To the chagrin of drug dealers, gun runners, pirates and chemical terrorists across the world, your top-secret experimental prototype ten-of-a-kind Thunderstrike pulls gatling ammunition from the nether void itself, disbursing endless streams of ordnance from its twin Canisters of Infinite Holding. While bad for despots and miscreants, this is good for you since the Thunderstrike’s overpowered air-to-air missiles and city-scorching rockets aren’t so numerously apportioned. Since there’s no upper bound on basic ammunition, you have no reason to spare even a single truck or bunker.
Shooting trucks in a barrel isn’t especially challenging, so Core conjured a few additional opponents from their hat of polygonal magic. Ground-based units such as SAM sites fling truly dangerous missiles here and there, while triple-A cannons scatter annoying but relatively harmless artillery shells. Aside from mission-specific obstacles (such as mobile missile launchers), enemy air power comprises your most dangerous opposition. The longer your Thunderstrike lingers within radar range, the more often you’ll hear the call of “Incoming Bandits!” and find yourself flanked by agile helicopters or strafed by speeding jets. You can destroy the radar and lessen the number of incoming aircraft, but I prefer to hover in the air like an idiot, then unveil my true cunning nature and deftly slaughter the incoming choppers with rockets at pointblank range to earn end-of-mission bonuses.
Somewhere before and between annihilation falls the secondary task of campaign selection. From a comprehensive map of the world, any of ten hotbeds can be chosen (and must each be cooled to win the game). Select a campaign, listen to the mission briefing, and destroy something.
“We’ve found their secret base. Destroy all buildings!”
“Our pilot is trapped in enemy territory. Destroy the encroaching tanks!”
“We’ve found their airstrip. Destroy it with your RCS!”
“Our convoy needs to cross the forest. Destroy all opposition!”
“Their convoy is crossing the forest. Destroy it!”
If the game has a weakness other than its own age, that weakness is the constant stream of fire, a pulsating but steady melody of nothing but destruction. There is no accelerando or crescendo; in every campaign, you will destroy a hundred enemies, accompanied by the same high-quality guitar-driven rock. It’s good, but it’s repetitive. To Core’s credit, the mechanical and organic visual designs vary from one campaign to another. Dusty tanks and cactus pillars in the Arabian desert give way to green SAMs and palm trees in the South Seas archipelago, which in turn give way to camouflaged APC’s and hearty redwoods in the North American forests. And you can annihilate all of it. Even without gargantuan boss encounters or vast gameplay diversity, AH-3 Thunderstrike provides some of the strongest action available on the Sega CD. Pick it up and discover for yourself why critics and journalists used to care about Core.
SCORE: 8 out of 10
This game looked and played great at first. What’s the deal with operation 1 mission 3??? Is that level even possible??? I destroyed the enemy base and every tree on the map, but when I leave the level after like half an hour of looking for something elese to shoot, it says mission objectives fail. I had this game for 2 years and it’s always the same scenario. I thought the 1st 2 mission were a piece of cake. I basicly have to give this game a 0 out of 10.

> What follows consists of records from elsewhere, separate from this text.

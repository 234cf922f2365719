//! Protocol error types.

use thiserror::Error;

/// Errors that can occur when building or decoding protocol frames.
#[derive(Error, Debug, Clone, PartialEq, Eq)]
pub enum ProtocolError {
    /// Frame is too short to be valid.
    #[error("frame too short: expected at least {expected} bytes, got {actual}")]
    FrameTooShort {
        /// Expected minimum length.
        expected: usize,
        /// Actual length received.
        actual: usize,
    },

    /// Frame length does not match its length field.
    #[error("frame length mismatch: length field implies {declared} bytes, got {actual}")]
    LengthMismatch {
        /// Total length implied by the length field.
        declared: usize,
        /// Actual length received.
        actual: usize,
    },

    /// An outgoing frame would exceed the fixed frame buffer.
    #[error("frame overflow: output exceeds {max} bytes", max = crate::MAX_FRAME_SIZE)]
    FrameOverflow,

    /// Frame checksum did not verify.
    #[error("checksum mismatch: frame sum residue 0x{0:02X}")]
    ChecksumMismatch(u8),

    /// Unknown command code.
    #[error("unknown command code: 0x{0:02X}")]
    UnknownCommand(u8),

    /// Unknown response code.
    #[error("unknown response code: 0x{0:02X}")]
    UnknownResponse(u8),

    /// A recognized command is missing required sub-command bytes.
    #[error("malformed command 0x{command:02X}: missing or invalid sub-command bytes")]
    MalformedCommand {
        /// The command byte.
        command: u8,
    },

    /// A response payload is shorter than its command requires.
    #[error("malformed response 0x{command:02X}: truncated payload")]
    MalformedResponse {
        /// The command byte.
        command: u8,
    },

    /// A string field was not valid ASCII/UTF-8.
    #[error("invalid UTF-8 in string field")]
    InvalidUtf8,
}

this one took me a few plays to get into, but when i figured out the controls it struck me that this is a damn good sega cd title. This game looks and plays alot like Battlecorps and RDF Global Conflict except its better overall. If you already own BC and RDF and don’t think much of them, don’t write off Thunderstrike. this one definitly deserves to be in everyone’s Sega CD library.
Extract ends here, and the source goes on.